- Born: December 2, 1888
- Died: February 25, 1912 (aged 23)
- Notable work: La danse devant l'Arche

= Henri Franck =

Henri Franck (December 2, 1888 – February 25, 1912) was a French Jewish poet, best known for his long poem La danse devant l'Arche.

== Life ==
Henri Franck was born in Paris into a family of the Jewish bourgeoisie. His father was a sugar merchant and prominent Zionist. His great-grandfather was Arnaud Aron, chief rabbi of Strasbourg, and among his cousins were Henri Bergson and Emmanuel Berl.

He entered the École normale supérieure in 1906, aged 17. He was an exceptional student; he became deeply versed in French literature and ancient and modern philosophy, and was particularly interested in Spinoza and Nietzsche. As Henri Massis recounts in his memoirs, Franck organized the resistance to the Action Française efforts against Amédée Thalamas, a history professor at the Lycée Condorcet. When, after having cast doubt on the divine inspiration of Joan of Arc, Thalamas was violently beaten by members of the Camelots du Roi, "the École normale, mobilized by [Franck's] efforts, armed with clubs and wearing blue ribbons, went down the rue de l'Ulm to fight in the Latin Quarter, following their young chief, drunk with warlike joy." Franck later had an affair with Anna de Noailles, who was eleven years his senior; she wrote a preface to La danse devant l'Arche. Contemporary sources claim this affair was simply platonic; Emmanuel Berl writes that: "Sexuality was, for [Franck], simply a country he did not know yet, that he would visit one day, like Brittany." In 1909, despite his academic excellence to this point, he neglected his studies and failed the oral exam for his agrégation in Philosophy.

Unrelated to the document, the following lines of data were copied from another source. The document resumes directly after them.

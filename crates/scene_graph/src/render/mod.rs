//! Rendering abstraction
//!
//! The scene graph talks to native renderers only through the
//! [`RenderBackend`] trait. [`RecordingBackend`] is the in-memory
//! implementation used for headless runs and tests.

pub mod backend;
pub mod camera;
pub mod recording;

pub use backend::{
    BackendError, BackendResult, ColorFormat, DrawCall, FrameBufferDesc, GeometryDesc, MaterialDesc,
    RenderBackend, ResourceHandle, ResourceKind,
};
pub use camera::Camera;
pub use recording::{RecordedGeometry, RecordingBackend};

Franck's poem La danse devant l'Arche (English: The Dance Before the Ark) was one of the first works published by the Nouvelle Revue Française, in 1911. The poem of 2,000 verses, written with the encouragement of André Spire, sought to reconcile biblical revelation with the French Enlightenment, and figures the poet as David dancing in front of the Ark of the Covenant. Some of the principal poetic influences for La danse devant l'Arche were Paul Claudel and the Dreyfusard Catholic writer Charles Péguy, along with Walt Whitman and Arthur Rimbaud. Franck, like most French Jews, was deeply disturbed by the Dreyfus Affair, and anxiety around the reconcilability of Frenchness and Judaism, and the rising tide of nationalist antisemitism, is evident throughout the poem.

Franck died of tuberculosis in 1912, aged 23, two years after being diagnosed.

He was the inspiration for the titular hero of Silbermann, a 1922 novel by Jacques de Lacratelle. Lacratelle was friends with Franck at the Lycée Janson-de-Sailly.